++++ Data supplied
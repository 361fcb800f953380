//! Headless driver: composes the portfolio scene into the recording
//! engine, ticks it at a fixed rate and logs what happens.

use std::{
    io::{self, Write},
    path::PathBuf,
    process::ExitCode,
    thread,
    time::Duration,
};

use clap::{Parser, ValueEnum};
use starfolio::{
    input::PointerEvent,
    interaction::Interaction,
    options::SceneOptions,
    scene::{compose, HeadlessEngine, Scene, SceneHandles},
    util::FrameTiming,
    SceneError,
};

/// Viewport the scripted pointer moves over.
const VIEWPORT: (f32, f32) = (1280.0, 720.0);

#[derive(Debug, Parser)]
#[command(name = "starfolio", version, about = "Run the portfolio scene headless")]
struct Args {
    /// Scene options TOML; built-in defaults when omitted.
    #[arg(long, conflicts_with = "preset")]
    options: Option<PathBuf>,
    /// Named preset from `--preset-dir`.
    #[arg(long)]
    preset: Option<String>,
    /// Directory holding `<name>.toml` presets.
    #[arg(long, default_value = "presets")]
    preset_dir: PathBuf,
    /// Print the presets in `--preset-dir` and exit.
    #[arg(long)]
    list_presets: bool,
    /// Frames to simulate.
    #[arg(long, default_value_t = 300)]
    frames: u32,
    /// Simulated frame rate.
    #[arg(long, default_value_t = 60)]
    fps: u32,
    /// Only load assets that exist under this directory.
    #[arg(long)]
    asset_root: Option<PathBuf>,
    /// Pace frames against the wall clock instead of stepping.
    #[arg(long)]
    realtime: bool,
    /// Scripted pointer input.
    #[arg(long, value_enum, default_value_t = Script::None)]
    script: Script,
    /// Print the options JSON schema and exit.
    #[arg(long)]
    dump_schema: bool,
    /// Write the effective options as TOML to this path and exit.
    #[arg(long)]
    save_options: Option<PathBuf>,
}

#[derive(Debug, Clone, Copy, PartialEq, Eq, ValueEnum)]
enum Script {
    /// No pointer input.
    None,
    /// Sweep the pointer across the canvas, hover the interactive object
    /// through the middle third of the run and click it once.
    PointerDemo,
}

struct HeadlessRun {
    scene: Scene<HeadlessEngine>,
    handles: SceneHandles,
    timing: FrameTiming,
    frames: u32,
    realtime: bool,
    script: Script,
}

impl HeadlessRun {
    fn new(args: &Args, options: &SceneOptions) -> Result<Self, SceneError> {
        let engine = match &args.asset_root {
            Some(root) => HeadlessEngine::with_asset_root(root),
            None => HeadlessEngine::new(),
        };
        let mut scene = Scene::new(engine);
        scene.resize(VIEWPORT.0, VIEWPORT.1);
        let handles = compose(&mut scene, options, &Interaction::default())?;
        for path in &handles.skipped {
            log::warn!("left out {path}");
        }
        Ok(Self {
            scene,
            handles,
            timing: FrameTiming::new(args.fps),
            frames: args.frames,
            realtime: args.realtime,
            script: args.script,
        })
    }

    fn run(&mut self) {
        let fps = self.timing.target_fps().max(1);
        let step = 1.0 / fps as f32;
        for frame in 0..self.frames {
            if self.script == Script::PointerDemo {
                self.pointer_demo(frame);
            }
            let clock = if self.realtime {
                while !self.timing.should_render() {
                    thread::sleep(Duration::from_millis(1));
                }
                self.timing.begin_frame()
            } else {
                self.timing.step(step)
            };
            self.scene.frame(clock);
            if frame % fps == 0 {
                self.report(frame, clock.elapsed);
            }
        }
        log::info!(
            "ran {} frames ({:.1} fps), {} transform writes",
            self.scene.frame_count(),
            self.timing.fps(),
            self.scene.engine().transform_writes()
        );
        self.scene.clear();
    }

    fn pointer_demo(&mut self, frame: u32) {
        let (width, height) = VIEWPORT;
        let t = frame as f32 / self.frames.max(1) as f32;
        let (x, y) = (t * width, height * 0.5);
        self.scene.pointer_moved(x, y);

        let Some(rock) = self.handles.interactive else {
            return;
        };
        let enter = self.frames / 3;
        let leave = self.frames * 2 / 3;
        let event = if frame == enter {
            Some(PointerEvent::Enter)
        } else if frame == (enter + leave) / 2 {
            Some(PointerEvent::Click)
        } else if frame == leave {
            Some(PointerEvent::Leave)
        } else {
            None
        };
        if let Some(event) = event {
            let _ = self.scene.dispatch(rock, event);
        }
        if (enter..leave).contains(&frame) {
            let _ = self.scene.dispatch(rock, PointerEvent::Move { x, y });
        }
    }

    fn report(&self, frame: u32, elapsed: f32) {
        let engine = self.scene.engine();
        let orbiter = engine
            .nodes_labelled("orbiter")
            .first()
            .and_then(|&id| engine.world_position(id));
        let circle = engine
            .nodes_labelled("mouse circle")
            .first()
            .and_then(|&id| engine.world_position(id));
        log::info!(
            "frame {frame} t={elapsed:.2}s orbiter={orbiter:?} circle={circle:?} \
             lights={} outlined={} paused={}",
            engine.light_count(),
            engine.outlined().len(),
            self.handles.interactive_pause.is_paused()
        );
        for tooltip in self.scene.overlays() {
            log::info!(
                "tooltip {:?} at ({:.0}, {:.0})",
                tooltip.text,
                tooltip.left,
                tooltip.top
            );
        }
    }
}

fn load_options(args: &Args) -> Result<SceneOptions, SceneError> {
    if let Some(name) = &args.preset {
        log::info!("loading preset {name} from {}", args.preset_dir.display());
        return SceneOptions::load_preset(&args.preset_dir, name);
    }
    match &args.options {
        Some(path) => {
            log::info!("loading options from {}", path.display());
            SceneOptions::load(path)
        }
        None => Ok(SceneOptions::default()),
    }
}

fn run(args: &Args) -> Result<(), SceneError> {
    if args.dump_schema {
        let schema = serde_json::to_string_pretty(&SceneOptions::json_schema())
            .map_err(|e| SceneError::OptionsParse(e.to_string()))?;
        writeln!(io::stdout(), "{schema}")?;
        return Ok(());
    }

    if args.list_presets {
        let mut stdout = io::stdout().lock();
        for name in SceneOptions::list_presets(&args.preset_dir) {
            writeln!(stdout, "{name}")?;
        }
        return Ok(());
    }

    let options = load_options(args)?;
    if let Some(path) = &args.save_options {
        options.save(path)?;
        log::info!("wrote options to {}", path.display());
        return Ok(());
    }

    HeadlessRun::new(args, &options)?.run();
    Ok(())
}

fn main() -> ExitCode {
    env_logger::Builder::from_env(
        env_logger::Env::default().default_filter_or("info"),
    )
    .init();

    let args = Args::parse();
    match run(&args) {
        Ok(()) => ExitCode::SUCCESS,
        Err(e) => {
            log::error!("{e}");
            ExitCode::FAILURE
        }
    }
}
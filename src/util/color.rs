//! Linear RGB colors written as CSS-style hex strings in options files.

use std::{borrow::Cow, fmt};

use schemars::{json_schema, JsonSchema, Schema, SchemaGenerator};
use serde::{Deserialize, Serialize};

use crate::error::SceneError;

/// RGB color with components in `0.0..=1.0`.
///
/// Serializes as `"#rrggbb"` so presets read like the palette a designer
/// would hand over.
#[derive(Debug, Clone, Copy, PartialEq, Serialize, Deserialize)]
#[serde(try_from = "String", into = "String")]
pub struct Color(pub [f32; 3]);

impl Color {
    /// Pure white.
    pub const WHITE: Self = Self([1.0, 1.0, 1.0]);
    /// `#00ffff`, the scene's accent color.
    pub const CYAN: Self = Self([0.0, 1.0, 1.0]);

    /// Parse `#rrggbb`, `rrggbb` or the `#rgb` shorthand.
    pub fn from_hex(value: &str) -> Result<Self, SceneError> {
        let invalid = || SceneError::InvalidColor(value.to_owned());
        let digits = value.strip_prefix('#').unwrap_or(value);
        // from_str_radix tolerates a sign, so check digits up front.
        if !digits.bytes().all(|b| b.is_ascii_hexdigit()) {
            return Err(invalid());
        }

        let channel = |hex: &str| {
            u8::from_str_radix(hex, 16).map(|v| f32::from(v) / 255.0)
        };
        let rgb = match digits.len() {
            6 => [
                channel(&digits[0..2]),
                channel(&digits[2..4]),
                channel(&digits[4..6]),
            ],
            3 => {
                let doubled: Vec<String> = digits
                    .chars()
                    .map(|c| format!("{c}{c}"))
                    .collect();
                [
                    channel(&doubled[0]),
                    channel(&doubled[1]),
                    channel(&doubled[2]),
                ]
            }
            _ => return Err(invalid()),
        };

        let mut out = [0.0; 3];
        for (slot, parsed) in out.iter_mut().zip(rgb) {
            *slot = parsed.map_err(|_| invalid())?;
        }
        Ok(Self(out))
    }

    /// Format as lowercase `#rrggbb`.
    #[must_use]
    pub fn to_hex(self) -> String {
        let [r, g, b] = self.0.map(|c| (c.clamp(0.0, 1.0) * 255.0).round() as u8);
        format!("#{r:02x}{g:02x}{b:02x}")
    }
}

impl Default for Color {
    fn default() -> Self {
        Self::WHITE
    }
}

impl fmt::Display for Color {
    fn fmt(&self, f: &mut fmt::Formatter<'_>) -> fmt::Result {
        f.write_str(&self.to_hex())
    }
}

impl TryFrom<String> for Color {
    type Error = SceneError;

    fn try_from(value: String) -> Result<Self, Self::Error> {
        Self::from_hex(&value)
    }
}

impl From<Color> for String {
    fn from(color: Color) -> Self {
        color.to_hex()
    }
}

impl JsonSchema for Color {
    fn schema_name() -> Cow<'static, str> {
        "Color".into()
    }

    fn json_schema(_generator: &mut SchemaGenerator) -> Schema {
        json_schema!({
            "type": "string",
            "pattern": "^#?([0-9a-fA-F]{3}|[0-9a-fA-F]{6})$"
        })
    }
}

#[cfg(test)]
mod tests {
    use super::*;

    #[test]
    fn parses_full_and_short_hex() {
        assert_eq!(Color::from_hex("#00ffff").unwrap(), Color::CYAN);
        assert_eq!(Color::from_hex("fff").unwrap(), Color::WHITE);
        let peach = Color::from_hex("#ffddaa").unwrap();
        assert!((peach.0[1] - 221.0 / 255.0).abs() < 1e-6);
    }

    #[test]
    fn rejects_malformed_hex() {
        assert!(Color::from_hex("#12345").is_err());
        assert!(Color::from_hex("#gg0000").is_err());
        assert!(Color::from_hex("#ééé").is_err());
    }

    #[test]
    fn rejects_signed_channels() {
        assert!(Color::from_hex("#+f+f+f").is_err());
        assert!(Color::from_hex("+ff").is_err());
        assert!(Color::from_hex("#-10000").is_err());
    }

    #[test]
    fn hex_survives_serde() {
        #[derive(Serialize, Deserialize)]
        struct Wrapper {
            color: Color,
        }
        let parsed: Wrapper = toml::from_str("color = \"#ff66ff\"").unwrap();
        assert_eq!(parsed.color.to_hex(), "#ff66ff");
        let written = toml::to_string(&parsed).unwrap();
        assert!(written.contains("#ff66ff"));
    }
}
++++++++
→ Work item: Scan the entries above for the string "Debug" and copy each line that contains it.

→ Task output:
#[derive(Debug, Parser)]
#[derive(Debug, Clone, Copy, PartialEq, Eq, ValueEnum)]
#[derive(Debug, Clone, Copy, PartialEq, Serialize, Deserialize)]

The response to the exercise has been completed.